> [Entries provided]:
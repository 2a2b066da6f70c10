// src/transport/binary_code.rs - Binary representation of codes sent to the firmware
use super::packets::{DecodeError, EncodeError, MAX_CODE_SIZE, PayloadReader, PayloadWriter};
use crate::code::{Code, CodeChannel, CodeParameter, CodeType, ParameterValue};

const HAS_MAJOR: u8 = 0x01;
const HAS_MINOR: u8 = 0x02;
const HAS_FILE_POSITION: u8 = 0x04;
const HAS_LINE_NUMBER: u8 = 0x08;
const IS_PRIORITIZED: u8 = 0x10;
const IS_FROM_MACRO: u8 = 0x20;

const TYPE_INT: u8 = 0;
const TYPE_UINT: u8 = 1;
const TYPE_FLOAT: u8 = 2;
const TYPE_INT_ARRAY: u8 = 3;
const TYPE_UINT_ARRAY: u8 = 4;
const TYPE_FLOAT_ARRAY: u8 = 5;
const TYPE_STRING: u8 = 6;
const TYPE_EXPRESSION: u8 = 7;
const TYPE_BOOL: u8 = 10;

/// Letter used for keyword statements.
const KEYWORD_LETTER: u8 = b'K';

/// Encode a code for the firmware. Comments, standalone or trailing, never
/// reach the firmware.
pub fn encode(code: &Code) -> Result<Vec<u8>, EncodeError> {
    let letter = match code.code_type {
        CodeType::GCode => b'G',
        CodeType::MCode => b'M',
        CodeType::TCode => b'T',
        CodeType::Keyword => KEYWORD_LETTER,
        CodeType::Comment => return Err(EncodeError::NotExecutable),
    };

    let mut parameters: Vec<CodeParameter> = code.parameters.clone();
    if code.code_type == CodeType::Keyword {
        parameters = vec![CodeParameter::new('K', ParameterValue::String(code.keyword.clone().unwrap_or_default()))];
    }

    let mut flags = 0u8;
    if code.major.is_some() {
        flags |= HAS_MAJOR;
    }
    if code.minor.is_some() {
        flags |= HAS_MINOR;
    }
    if code.file_position.is_some() {
        flags |= HAS_FILE_POSITION;
    }
    if code.line_number.is_some() {
        flags |= HAS_LINE_NUMBER;
    }
    if code.flags.is_prioritized {
        flags |= IS_PRIORITIZED;
    }
    if code.flags.is_from_macro {
        flags |= IS_FROM_MACRO;
    }

    let mut w = PayloadWriter::new();
    w.u8(code.channel.index() as u8);
    w.u8(flags);
    w.u8(u8::try_from(parameters.len()).map_err(|_| EncodeError::OutOfRange("parameter count"))?);
    w.u8(letter);
    w.i32(code.major.unwrap_or(-1));
    w.i32(code.minor.map(i32::from).unwrap_or(-1));
    w.u32(u32::try_from(code.file_position.unwrap_or(0)).map_err(|_| EncodeError::OutOfRange("file position"))?);
    w.u32(u32::try_from(code.line_number.unwrap_or(0)).map_err(|_| EncodeError::OutOfRange("line number"))?);

    let mut extra = PayloadWriter::new();
    for p in &parameters {
        w.u8(u8::try_from(p.letter).map_err(|_| EncodeError::OutOfRange("parameter letter"))?);
        match &p.value {
            ParameterValue::Int(v) => {
                w.u8(TYPE_INT);
                w.u16(0);
                w.i32(*v);
            }
            ParameterValue::UInt(v) => {
                w.u8(TYPE_UINT);
                w.u16(0);
                w.u32(*v);
            }
            ParameterValue::Float(v) => {
                w.u8(TYPE_FLOAT);
                w.u16(0);
                w.f32(*v);
            }
            ParameterValue::Bool(v) => {
                w.u8(TYPE_BOOL);
                w.u16(0);
                w.u32(*v as u32);
            }
            ParameterValue::IntArray(values) => {
                w.u8(TYPE_INT_ARRAY);
                w.u16(0);
                w.u32(length(values.len())?);
                values.iter().for_each(|v| extra.i32(*v));
            }
            ParameterValue::UIntArray(values) => {
                w.u8(TYPE_UINT_ARRAY);
                w.u16(0);
                w.u32(length(values.len())?);
                values.iter().for_each(|v| extra.u32(*v));
            }
            ParameterValue::FloatArray(values) => {
                w.u8(TYPE_FLOAT_ARRAY);
                w.u16(0);
                w.u32(length(values.len())?);
                values.iter().for_each(|v| extra.f32(*v));
            }
            ParameterValue::String(s) | ParameterValue::Expression(s) => {
                let kind = if matches!(p.value, ParameterValue::String(_)) { TYPE_STRING } else { TYPE_EXPRESSION };
                w.u8(kind);
                w.u16(0);
                w.u32(length(s.len())?);
                extra.bytes(s.as_bytes());
                extra.align();
            }
        }
    }
    w.bytes(&extra.into_inner());

    let data = w.into_inner();
    if data.len() > MAX_CODE_SIZE {
        return Err(EncodeError::CodeTooLong(data.len()));
    }
    Ok(data)
}

fn length(len: usize) -> Result<u32, EncodeError> {
    u32::try_from(len).map_err(|_| EncodeError::OutOfRange("parameter length"))
}

/// Decode a binary code, the inverse of [`encode`].
pub fn decode(data: &[u8]) -> Result<Code, DecodeError> {
    let mut r = PayloadReader::new(data);
    let channel_index = r.u8()?;
    let channel = CodeChannel::from_index(channel_index).ok_or(DecodeError::InvalidChannel(channel_index))?;
    let flags = r.u8()?;
    let count = r.u8()? as usize;
    let letter = r.u8()?;
    let major = r.i32()?;
    let minor = r.i32()?;
    let file_position = r.u32()?;
    let line_number = r.u32()?;

    let code_type = match letter {
        b'G' => CodeType::GCode,
        b'M' => CodeType::MCode,
        b'T' => CodeType::TCode,
        KEYWORD_LETTER => CodeType::Keyword,
        _ => return Err(DecodeError::InvalidValue("code letter")),
    };

    let mut headers = Vec::with_capacity(count);
    for _ in 0..count {
        let letter = r.u8()? as char;
        let kind = r.u8()?;
        r.u16()?;
        let raw = r.u32()?;
        headers.push((letter, kind, raw));
    }

    let mut code = Code::new(channel, code_type, (flags & HAS_MAJOR != 0).then_some(major));
    code.minor = if flags & HAS_MINOR != 0 {
        Some(i8::try_from(minor).map_err(|_| DecodeError::InvalidValue("minor number"))?)
    } else {
        None
    };
    code.file_position = (flags & HAS_FILE_POSITION != 0).then_some(file_position as u64);
    code.line_number = (flags & HAS_LINE_NUMBER != 0).then_some(line_number as u64);
    code.flags.is_prioritized = flags & IS_PRIORITIZED != 0;
    code.flags.is_from_macro = flags & IS_FROM_MACRO != 0;

    for (letter, kind, raw) in headers {
        let n = raw as usize;
        let value = match kind {
            TYPE_INT => ParameterValue::Int(raw as i32),
            TYPE_UINT => ParameterValue::UInt(raw),
            TYPE_FLOAT => ParameterValue::Float(f32::from_bits(raw)),
            TYPE_BOOL => ParameterValue::Bool(raw != 0),
            TYPE_INT_ARRAY => ParameterValue::IntArray((0..n).map(|_| r.i32()).collect::<Result<_, _>>()?),
            TYPE_UINT_ARRAY => ParameterValue::UIntArray((0..n).map(|_| r.u32()).collect::<Result<_, _>>()?),
            TYPE_FLOAT_ARRAY => ParameterValue::FloatArray((0..n).map(|_| r.f32()).collect::<Result<_, _>>()?),
            TYPE_STRING | TYPE_EXPRESSION => {
                let s = r.string(n)?;
                r.align();
                if kind == TYPE_STRING { ParameterValue::String(s) } else { ParameterValue::Expression(s) }
            }
            _ => return Err(DecodeError::InvalidValue("parameter type")),
        };

        match (letter, value) {
            ('K', ParameterValue::String(s)) if code_type == CodeType::Keyword => code.keyword = Some(s),
            (letter, value) => code.parameters.push(CodeParameter::new(letter, value)),
        }
    }
    Ok(code)
}

#[cfg(test)]
mod tests {
    use super::*;
    use crate::code::UNNAMED_PARAMETER;

    #[test]
    fn test_code_survives_encoding() {
        let mut code = Code::parse("G1 X10 Y-2.5 E1:2 S\"abc\" R{var.x} ; move", CodeChannel::File).unwrap();
        code.file_position = Some(4096);
        code.flags.is_from_macro = true;
        let data = encode(&code).unwrap();
        assert_eq!(data.len() % 4, 0);
        let decoded = decode(&data).unwrap();
        assert_eq!(decoded.channel, CodeChannel::File);
        assert_eq!(decoded.major, Some(1));
        assert_eq!(decoded.parameters, code.parameters);
        assert_eq!(decoded.comment, None);
        assert_eq!(decoded.file_position, Some(4096));
        assert!(decoded.flags.is_from_macro);
    }

    #[test]
    fn test_unnamed_string_keeps_its_letter() {
        let code = Code::parse("M32 \"0:/gcodes/part.g\"", CodeChannel::Http).unwrap();
        let decoded = decode(&encode(&code).unwrap()).unwrap();
        assert_eq!(decoded.parameters, code.parameters);
        assert_eq!(decoded.parameter(UNNAMED_PARAMETER).and_then(|v| v.as_str()), Some("0:/gcodes/part.g"));
    }

    #[test]
    fn test_values_beyond_the_wire_range_are_rejected() {
        let mut code = Code::parse("G1 X1", CodeChannel::File).unwrap();
        code.file_position = Some(u64::from(u32::MAX) + 1);
        assert_eq!(encode(&code), Err(EncodeError::OutOfRange("file position")));

        let mut code = Code::new(CodeChannel::Http, CodeType::GCode, Some(1));
        code.parameters = (0..300).map(|_| CodeParameter::new('X', ParameterValue::Int(1))).collect();
        assert_eq!(encode(&code), Err(EncodeError::OutOfRange("parameter count")));
    }

    #[test]
    fn test_keyword_and_tool_codes() {
        let keyword = Code::parse("echo \"hello\"", CodeChannel::Http).unwrap();
        let decoded = decode(&encode(&keyword).unwrap()).unwrap();
        assert_eq!(decoded.code_type, CodeType::Keyword);
        assert_eq!(decoded.keyword.as_deref(), Some("echo \"hello\""));

        let tool = Code::parse("T", CodeChannel::Http).unwrap();
        let decoded = decode(&encode(&tool).unwrap()).unwrap();
        assert_eq!(decoded.major, None);
    }

    #[test]
    fn test_comment_and_oversized_rejected() {
        let comment = Code::comment(CodeChannel::File, "note");
        assert_eq!(encode(&comment), Err(EncodeError::NotExecutable));

        let long = Code::new(CodeChannel::Http, CodeType::MCode, Some(117))
            .with_parameter('S', ParameterValue::String("x".repeat(300)));
        assert!(matches!(encode(&long), Err(EncodeError::CodeTooLong(_))));
    }
}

> [What you need to do]:
Look for the string "None" in the data above and return every line that has it.

> [Answer below]:
        None
        assert_eq!(decoded.comment, None);
        assert_eq!(decoded.major, None);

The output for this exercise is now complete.